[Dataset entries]
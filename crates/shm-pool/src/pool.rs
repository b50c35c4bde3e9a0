//! Fixed-capacity FIFO queue of object offsets in caller-managed memory.
//!
//! Layout of the state the handle binds to:
//!
//! ```text
//! +--------------------+--------------------------------------+
//! | PoolHeader (24 B)  | offsets array: capacity × i64        |
//! +--------------------+--------------------------------------+
//!   capacity = max_count + 1 ring positions; the extra position
//!   keeps `head == tail` unambiguous ("empty", never "full").
//! ```
//!
//! Every value handed out is a byte offset into the segment's object storage,
//! never a pointer, so a reference minted by one process resolves correctly
//! in every other mapping of the same segment. The handle itself owns
//! nothing: the queue lives in the control block and offsets array and
//! persists across handle creations.
//!
//! The pool performs **no internal synchronization**. `allocate`, `free`,
//! and the iteration calls assume the caller holds whatever cross-process or
//! cross-thread exclusion guards the segment; violating that contract is a
//! silent data race, not a reported error. Iteration additionally assumes no
//! interleaved mutation for the duration of the walk.

use crate::error::{PoolError, PoolResult};
use crate::layout::{PoolLayout, HEADER_ALIGNMENT};
use crate::region::SharedRegion;
use log::{debug, trace};
use std::ptr::NonNull;

#[cfg(debug_assertions)]
const POOL_MAGIC: u64 = 0x4F46_4653_504F_4F4C; // "OFFSPOOL"
#[cfg(not(debug_assertions))]
const POOL_MAGIC: u64 = 0;

/// Control block describing the logical state of one ring.
///
/// Lives in shared memory at a location chosen by the segment owner. A block
/// written by [`PoolHeader::new`] (directly or through
/// [`ObjectPool::carve`]) is ready for binding from any process that maps
/// the segment.
#[repr(C, align(8))]
#[derive(Debug)]
pub struct PoolHeader {
    capacity: u32,
    head: u32,
    tail: u32,
    pad: u32,
    magic: u64,
    reserved: u64,
}

impl PoolHeader {
    /// Fresh control block addressing `capacity` ring positions, with an
    /// empty queue.
    pub fn new(capacity: u32) -> Self {
        Self {
            capacity,
            head: 0,
            tail: 0,
            pad: 0,
            magic: POOL_MAGIC,
            reserved: 0,
        }
    }

    /// Number of addressable ring positions, `max_count + 1`.
    pub fn capacity(&self) -> u32 {
        self.capacity
    }
}

/// Per-attachment handle for a pool living in caller-managed memory.
///
/// One handle per attaching thread or process; the handle carries only the
/// two bindings and a transient iteration cursor, and owns no resources.
/// Dropping it releases nothing and leaves the queue intact.
#[derive(Debug)]
pub struct ObjectPool {
    header: NonNull<PoolHeader>,
    offsets: NonNull<i64>,
    cursor: Option<u32>,
}

impl ObjectPool {
    /// Binds a handle to an existing control block and offsets array.
    ///
    /// No validation is performed; rebinding is done by calling
    /// [`ObjectPool::rebind`] or constructing a fresh handle.
    ///
    /// # Safety
    ///
    /// The caller must guarantee, for the whole lifetime of the handle:
    ///
    /// * `header` points to a live, initialised `PoolHeader`;
    /// * `offsets` points to an array of at least `header.capacity` `i64`
    ///   entries;
    /// * no other handle (in this or any other process) mutates the pool
    ///   while this handle is used, unless the caller serialises all access
    ///   externally.
    pub unsafe fn bind(header: NonNull<PoolHeader>, offsets: NonNull<i64>) -> Self {
        Self {
            header,
            offsets,
            cursor: None,
        }
    }

    /// Points an existing handle at a different pool and clears the
    /// iteration cursor.
    ///
    /// # Safety
    ///
    /// Same contract as [`ObjectPool::bind`].
    pub unsafe fn rebind(&mut self, header: NonNull<PoolHeader>, offsets: NonNull<i64>) {
        self.header = header;
        self.offsets = offsets;
        self.cursor = None;
    }

    /// Writes a fresh control block into `region` according to `layout` and
    /// binds a handle to it.
    ///
    /// This is the safe construction path for regions this process owns; the
    /// resulting queue is empty. Handles in other processes attach to the
    /// same state via [`ObjectPool::bind`].
    pub fn carve(region: &mut SharedRegion, layout: &PoolLayout) -> PoolResult<Self> {
        if region.len() < layout.total_size() {
            return Err(PoolError::RegionTooSmall {
                required: layout.total_size(),
                actual: region.len(),
            });
        }
        let base = region.as_mut_ptr();
        if base as usize % HEADER_ALIGNMENT != 0 {
            return Err(PoolError::Misaligned {
                required: HEADER_ALIGNMENT,
            });
        }

        debug!(
            "pool::carve: capacity={} total_size={}",
            layout.capacity(),
            layout.total_size()
        );

        // SAFETY: the region covers `layout.total_size()` bytes (checked
        // above), the header and offsets ranges are disjoint and 8-byte
        // aligned relative to the 8-byte aligned base.
        unsafe {
            let header = base.add(layout.header().offset).cast::<PoolHeader>();
            header.write(PoolHeader::new(layout.capacity()));
            let offsets = base.add(layout.offsets().offset).cast::<i64>();
            Ok(Self::bind(
                NonNull::new_unchecked(header),
                NonNull::new_unchecked(offsets),
            ))
        }
    }

    /// Resets the queue to zero entries.
    ///
    /// Offsets-array contents are left untouched; positions become
    /// meaningful again once populated via [`ObjectPool::free`]. Expected to
    /// run once per pool lifetime, before concurrent traffic begins.
    pub fn init_empty(&mut self) {
        let capacity = self.header().capacity;
        debug!("pool::init_empty: capacity={capacity}");
        let header = self.header_mut();
        header.head = 0;
        header.tail = 0;
        self.cursor = None;
    }

    /// Populates the queue with all `max_count` offsets, ascending from
    /// `first_offset` in steps of `stride`.
    ///
    /// `(0, 1)` yields the bare index sequence `0, 1, …, max_count - 1`;
    /// `(layout.payload_base(), layout.element_size())` yields the byte
    /// offsets of pre-allocated payload slots. Expected to run once per pool
    /// lifetime, before concurrent traffic begins.
    pub fn init_full(&mut self, first_offset: i64, stride: i64) {
        let capacity = self.header().capacity;
        let max_count = capacity - 1;
        debug!("pool::init_full: max_count={max_count} first_offset={first_offset} stride={stride}");
        for pos in 0..max_count {
            self.set_slot(pos, first_offset + stride * i64::from(pos));
        }
        let header = self.header_mut();
        header.head = 0;
        header.tail = max_count;
        self.cursor = None;
    }

    /// Removes and returns the oldest queued offset.
    ///
    /// Returns `None` without mutating anything when the queue is empty;
    /// callers treat that as "no object currently available".
    pub fn allocate(&mut self) -> Option<i64> {
        let (head, tail, capacity) = {
            let header = self.header();
            (header.head, header.tail, header.capacity)
        };

        if head == tail {
            trace!("pool::allocate: queue empty");
            return None;
        }

        let offset = self.slot(head);
        self.header_mut().head = (head + 1) % capacity;
        Some(offset)
    }

    /// Queues `offset` behind every offset already queued.
    ///
    /// Fails with [`PoolError::Full`], mutating nothing, when the queue
    /// already holds `max_count` entries; queueing more would make
    /// `head == tail` falsely signal empty. The offset's provenance is not
    /// validated; callers must only return offsets they legitimately hold.
    pub fn free(&mut self, offset: i64) -> PoolResult<()> {
        let (head, tail, capacity) = {
            let header = self.header();
            (header.head, header.tail, header.capacity)
        };

        let next_tail = (tail + 1) % capacity;
        if next_tail == head {
            let max_count = capacity - 1;
            trace!("pool::free: queue full (max_count={max_count})");
            return Err(PoolError::Full { max_count });
        }

        self.set_slot(tail, offset);
        self.header_mut().tail = next_tail;
        Ok(())
    }

    /// Number of currently queued offsets, in `[0, max_count]`.
    pub fn len(&self) -> u32 {
        let header = self.header();
        let (head, tail, capacity) = (
            u64::from(header.head),
            u64::from(header.tail),
            u64::from(header.capacity),
        );
        ((tail + capacity - head) % capacity) as u32
    }

    /// Returns true when no offsets are queued.
    pub fn is_empty(&self) -> bool {
        let header = self.header();
        header.head == header.tail
    }

    /// Number of addressable ring positions, `max_count + 1`.
    pub fn capacity(&self) -> u32 {
        self.header().capacity
    }

    /// Number of logical entries the pool can hold.
    pub fn max_count(&self) -> u32 {
        self.header().capacity - 1
    }

    /// Starts a forward walk over the queued offsets and returns the oldest
    /// one, or `None` (and no active walk) when the queue is empty.
    ///
    /// The walk reads live shared state without removing anything; no
    /// `allocate`/`free` may run against the pool until the walk ends.
    pub fn first(&mut self) -> Option<i64> {
        let (head, tail) = {
            let header = self.header();
            (header.head, header.tail)
        };

        if head == tail {
            self.cursor = None;
            return None;
        }
        self.cursor = Some(head);
        Some(self.slot(head))
    }

    /// Returns the next queued offset of the walk started by
    /// [`ObjectPool::first`], or `None` when no walk is active or the walk
    /// just passed the newest entry (the cursor is cleared on that call).
    pub fn next(&mut self) -> Option<i64> {
        let cursor = self.cursor?;
        let (tail, capacity) = {
            let header = self.header();
            (header.tail, header.capacity)
        };

        let pos = (cursor + 1) % capacity;
        if pos == tail {
            self.cursor = None;
            return None;
        }
        self.cursor = Some(pos);
        Some(self.slot(pos))
    }

    /// Iterator adapter over [`ObjectPool::first`]/[`ObjectPool::next`].
    ///
    /// Restarts the walk from the oldest entry; the same single-traversal
    /// contract applies.
    pub fn iter_queued(&mut self) -> QueuedOffsets<'_> {
        QueuedOffsets {
            pool: self,
            started: false,
        }
    }

    fn header(&self) -> &PoolHeader {
        // SAFETY: `bind` guarantees the control block is live for the
        // handle's lifetime and that access is externally serialised.
        unsafe { self.header.as_ref() }
    }

    fn header_mut(&mut self) -> &mut PoolHeader {
        // SAFETY: same contract as `header`, with `&mut self` for this
        // process's side of the exclusivity.
        unsafe { self.header.as_mut() }
    }

    fn slot(&self, pos: u32) -> i64 {
        debug_assert!(pos < self.header().capacity, "ring position out of range");
        // SAFETY: `bind` guarantees `capacity` entries starting at
        // `offsets`, and `pos` is a valid ring position.
        unsafe { *self.offsets.as_ptr().add(pos as usize) }
    }

    fn set_slot(&mut self, pos: u32, value: i64) {
        debug_assert!(pos < self.header().capacity, "ring position out of range");
        // SAFETY: same bounds as `slot`.
        unsafe { *self.offsets.as_ptr().add(pos as usize) = value };
    }
}

/// Forward iterator over the queued offsets of one pool.
pub struct QueuedOffsets<'a> {
    pool: &'a mut ObjectPool,
    started: bool,
}

impl Iterator for QueuedOffsets<'_> {
    type Item = i64;

    fn next(&mut self) -> Option<i64> {
        if self.started {
            self.pool.next()
        } else {
            self.started = true;
            self.pool.first()
        }
    }
}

▶ _Description of the task_
Go through the entries above and copy each line with "stride" in it.

▶ _Answer to the problem_
    /// `first_offset` in steps of `stride`.
    pub fn init_full(&mut self, first_offset: i64, stride: i64) {
        debug!("pool::init_full: max_count={max_count} first_offset={first_offset} stride={stride}");
            self.set_slot(pos, first_offset + stride * i64::from(pos));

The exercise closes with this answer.